Le succès de ces efforts ne sera pas, au moins pour le moment, très difficile. De toutes les Puissances européennes, l’Angleterre seule a un traité formel qui l’oblige à prendre parti pour le Japon dans le cas où, une autre Puissance prenant parti pour la Russie, le Japon aurait à combattre deux adversaires à la fois. Ce serait là le casus fœderis : il n’y a pas d’apparence qu’il vienne à se poser. Nous ne voyons aucun inconvénient à parler ici avec une franchise absolue, et à revenir sur des considérations que nous avons d’ailleurs déjà exposées. Une seule nation serait à même d’intervenir en faveur de la Russie, c’est la France. Bien qu’elle n’y soit pas tenue par ses arrangemens antérieurs, elle pourrait être amenée à le faire spontanément, si ses intérêts se trouvaient en cela d’accord avec ses sympathies. Mais, aussi longtemps que l’Angleterre elle-même s’abstiendra, l’abstention de la France est d’amant plus certaine que, si elle en sortait, l’Angleterre serait forcée de sortir aussitôt de la sienne, et on ne voit pas bien ce que, soit l’un, soit l’autre des belligérans, y gagnerait. Au surplus, le concours que l’Angleterre apporterait au Japon serait purement maritime, et dès lors, il serait sans doute inutile, si le Japon garde sur mer la liberté de ses mouvemens, c’est-à-dire s’il réussit à faire passer son armée en Corée et à maintenir ses communications avec la mère patrie. On ne voit plus, dès maintenant, ce qui pourrait l’en empêcher : une intervention anglaise n’est donc pas probable. Admettons toutefois qu’elle se produise, nous ne serions pas obligés d’effectuer la nôtre pour ce seul motif. Notre situation à l’égard de la Russie ne ressemble pas, en effet, à celle de l’Angleterre à l’égard du Japon. L’Angleterre a un engagement ferme, celui d’intervenir si son allié a affaire à la coalition de deux adversaires. Nous n’avons, nous, aucune obligation de ce genre ; nous n’en avons même d’aucun genre, excepté bien entendu celle qui découlerait de nos propres intérêts, c’est-à-dire celle que nous nous imposerions spontanément.

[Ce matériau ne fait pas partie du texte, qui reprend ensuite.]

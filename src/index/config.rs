//! Index configuration.
//!
//! The index only keeps references to symbols of the codebase under analysis. Which symbols
//! those are is decided by a [`NamespaceFilter`]: a list of internal-name prefixes such as
//! `net/minecraft`. References to anything else (the JDK, third-party libraries) are dropped
//! at insertion time.

use crate::index::symbol::untagged;

/// Internal-name prefixes of the codebase the default configuration targets
pub const DEFAULT_NAMESPACES: [&str; 2] = ["net/minecraft", "com/mojang"];

/// Prefix predicate over usage-string keys.
///
/// The usage tag (`s:`, `f:`, `m:`) is stripped before matching, so `m:net/minecraft/Foo:m:()V`
/// is matched by the prefix `net/minecraft` exactly like `s:net/minecraft/Foo`. Matching is
/// plain `str::starts_with`; a prefix without a trailing `/` therefore also matches sibling
/// packages that share the text (`net/minecraftforge`).
///
/// # Examples
///
/// ```rust
/// use usagescope::NamespaceFilter;
///
/// let filter = NamespaceFilter::new(["net/minecraft", "com/mojang"]);
/// assert!(filter.accepts("s:net/minecraft/Foo"));
/// assert!(filter.accepts("m:com/mojang/Bar:run:()V"));
/// assert!(!filter.accepts("s:java/lang/String"));
/// ```
#[derive(Debug, Clone, PartialEq, Eq)]
pub struct NamespaceFilter {
    prefixes: Vec<String>,
}

impl NamespaceFilter {
    /// Create a filter from a list of prefixes.
    pub fn new<I, S>(prefixes: I) -> Self
    where
        I: IntoIterator<Item = S>,
        S: Into<String>,
    {
        NamespaceFilter {
            prefixes: prefixes.into_iter().map(Into::into).collect(),
        }
    }

    /// A filter that accepts every key.
    #[must_use]
    pub fn unfiltered() -> Self {
        Self::new([""])
    }

    /// The configured prefixes.
    #[must_use]
    pub fn prefixes(&self) -> &[String] {
        &self.prefixes
    }

    /// Returns `true` if the key belongs to one of the configured namespaces.
    #[must_use]
    pub fn accepts(&self, key: &str) -> bool {
        let name = untagged(key);
        self.prefixes
            .iter()
            .any(|prefix| name.starts_with(prefix.as_str()))
    }
}

impl Default for NamespaceFilter {
    fn default() -> Self {
        Self::new(DEFAULT_NAMESPACES)
    }
}

/// Configuration of a [`crate::UsageIndex`] or [`crate::SharedUsageIndex`].
#[derive(Debug, Clone, PartialEq, Eq)]
pub struct IndexConfig {
    /// Which keys are retained
    pub namespaces: NamespaceFilter,

    /// Follow `LambdaMetafactory` call sites to the implementation method and index the
    /// descriptors involved. Disabling this loses every reference made only through a lambda
    /// or method reference.
    pub index_lambdas: bool,
}

impl Default for IndexConfig {
    fn default() -> Self {
        Self {
            namespaces: NamespaceFilter::default(),
            index_lambdas: true,
        }
    }
}

impl IndexConfig {
    /// Default behaviour restricted to the given namespaces.
    pub fn with_namespaces<I, S>(prefixes: I) -> Self
    where
        I: IntoIterator<Item = S>,
        S: Into<String>,
    {
        Self {
            namespaces: NamespaceFilter::new(prefixes),
            ..Self::default()
        }
    }

    /// Default behaviour without any namespace restriction.
    ///
    /// Every referenced symbol is kept, including the platform classes, so indexes built this
    /// way grow considerably larger.
    #[must_use]
    pub fn unfiltered() -> Self {
        Self {
            namespaces: NamespaceFilter::unfiltered(),
            ..Self::default()
        }
    }

    /// Only the references visible as plain instructions and declarations.
    #[must_use]
    pub fn without_lambdas(mut self) -> Self {
        self.index_lambdas = false;
        self
    }
}

#[cfg(test)]
mod tests {
    use super::*;

    #[test]
    fn default_namespaces() {
        let filter = NamespaceFilter::default();
        assert!(filter.accepts("s:net/minecraft/world/Level"));
        assert!(filter.accepts("f:com/mojang/blaze3d/Foo:x:I"));
        assert!(!filter.accepts("s:java/lang/Object"));
        assert!(!filter.accepts("m:java/lang/Object:<init>:()V"));
        assert_eq!(filter.prefixes().len(), 2);
    }

    #[test]
    fn tag_is_stripped_before_matching() {
        let filter = NamespaceFilter::new(["a/"]);
        assert!(filter.accepts("s:a/Foo"));
        assert!(filter.accepts("m:a/Foo:bar:()V"));
        assert!(filter.accepts("a/Foo"));
        assert!(!filter.accepts("s:b/Foo"));
        // a bare prefix does not see through the tag text itself
        assert!(!NamespaceFilter::new(["s:"]).accepts("s:a/Foo"));
    }

    #[test]
    fn empty_filter_rejects_everything() {
        let filter = NamespaceFilter::new(Vec::<String>::new());
        assert!(!filter.accepts("s:a/Foo"));
        assert!(NamespaceFilter::unfiltered().accepts("s:java/lang/String"));
    }

    #[test]
    fn presets() {
        let config = IndexConfig::default();
        assert!(config.index_lambdas);
        assert_eq!(config.namespaces, NamespaceFilter::default());

        let config = IndexConfig::with_namespaces(["a/"]).without_lambdas();
        assert!(!config.index_lambdas);
        assert_eq!(config.namespaces.prefixes(), ["a/".to_string()]);

        assert!(IndexConfig::unfiltered().namespaces.accepts("s:anything"));
    }
}
//! # usagescope Prelude
//!
//! The types needed to build, query and feed a usage index, for glob import.

// ================================================================================================
// Core Types and Error Handling
// ================================================================================================

/// The main error type for all usagescope operations
pub use crate::Error;

/// The result type used throughout usagescope
pub use crate::Result;

/// Low-level parsing cursor
pub use crate::Parser;

// ================================================================================================
// Indexing
// ================================================================================================

/// Usage indexes and the sink trait they implement
pub use crate::index::{index_class, SharedUsageIndex, UsageIndex, UsageSink};

/// Index configuration
pub use crate::index::{IndexConfig, NamespaceFilter, DEFAULT_NAMESPACES};

/// Batch ingestion results
pub use crate::index::{IngestFailure, IngestReport};

/// Symbol identities and their string encodings
pub use crate::index::{MemberSymbol, Symbol};

// ================================================================================================
// Class Files
// ================================================================================================

/// Parsed class structure
pub use crate::classfile::{AccessFlags, ClassFile, ConstantPool, HandleKind};

/// Descriptor decoding
pub use crate::classfile::descriptor::{
    parse_field_descriptor, parse_method_descriptor, FieldType, MethodDescriptor, PrimitiveType,
};

// ================================================================================================
// Bytecode
// ================================================================================================

/// Instruction decoding
pub use crate::disassembler::{decode_instruction, instructions, opcodes, Instruction, Operand};

/// Class-file generation
pub use crate::assembly::{BootstrapArgument, ClassAssembler, CodeEncoder, HandleConstant};
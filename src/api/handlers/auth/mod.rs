//! Auth handlers: sign-in/sign-up, session reset, email verification, and
//! password recovery.

pub(crate) mod error;
pub(crate) mod login;
pub(crate) mod recovery;
pub(crate) mod session;
pub(crate) mod signup;
pub(crate) mod types;
mod utils;
pub(crate) mod verification;

pub use error::AuthError;

/// Default maximum session lifetime: 30 days.
const DEFAULT_SESSION_TTL_SECONDS: u64 = 30 * 24 * 60 * 60;
/// Default verification-token lifetime: one hour.
const DEFAULT_VERIFICATION_TTL_SECONDS: i64 = 60 * 60;

/// Runtime configuration for the gate and token lifetimes.
#[derive(Clone, Debug)]
pub struct GateConfig {
    session_ttl_seconds: u64,
    verification_ttl_seconds: i64,
}

impl GateConfig {
    #[must_use]
    pub fn new() -> Self {
        Self {
            session_ttl_seconds: DEFAULT_SESSION_TTL_SECONDS,
            verification_ttl_seconds: DEFAULT_VERIFICATION_TTL_SECONDS,
        }
    }

    #[must_use]
    pub fn with_session_ttl_seconds(mut self, seconds: u64) -> Self {
        self.session_ttl_seconds = seconds;
        self
    }

    #[must_use]
    pub fn with_verification_ttl_seconds(mut self, seconds: i64) -> Self {
        self.verification_ttl_seconds = seconds;
        self
    }

    #[must_use]
    pub fn session_ttl_seconds(&self) -> u64 {
        self.session_ttl_seconds
    }

    #[must_use]
    pub fn verification_ttl_seconds(&self) -> i64 {
        self.verification_ttl_seconds
    }
}

impl Default for GateConfig {
    fn default() -> Self {
        Self::new()
    }
}

#[cfg(test)]
mod tests {
    use super::*;

    #[test]
    fn gate_config_defaults_and_overrides() {
        let config = GateConfig::new();
        assert_eq!(config.session_ttl_seconds(), DEFAULT_SESSION_TTL_SECONDS);
        assert_eq!(
            config.verification_ttl_seconds(),
            DEFAULT_VERIFICATION_TTL_SECONDS
        );

        let config = config
            .with_session_ttl_seconds(120)
            .with_verification_ttl_seconds(30);
        assert_eq!(config.session_ttl_seconds(), 120);
        assert_eq!(config.verification_ttl_seconds(), 30);
    }
}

Peut-être est-il bon d’entrer à cet égard dans quelques détails. La question s’est posée dans beaucoup d’esprits, et on a même dit un moment qu’elle allait être portée à la tribune, de savoir ce que nous pourrions être obligés ou amenés à faire. Obligés, nous ne le sommes à rien ; amenés, cela dépendra des événemens. Mais on comprend combien toute discussion de ce genre serait aujourd’hui déplacée dans une assemblée politique. Qui peut prévoir comment tournera la guerre qui commence, et qui probablement sera longue ? Qui peut dire à quelles éventualités, non seulement la France, mais toutes les Puissances auront à pourvoir ? Qui peut annoncer ce qu’il fera ou ce qu’il ne fera pas ? Nous sommes libres par les traités ; ne nous engageons ni dans un sens, ni dans l’autre, par des paroles prématurées.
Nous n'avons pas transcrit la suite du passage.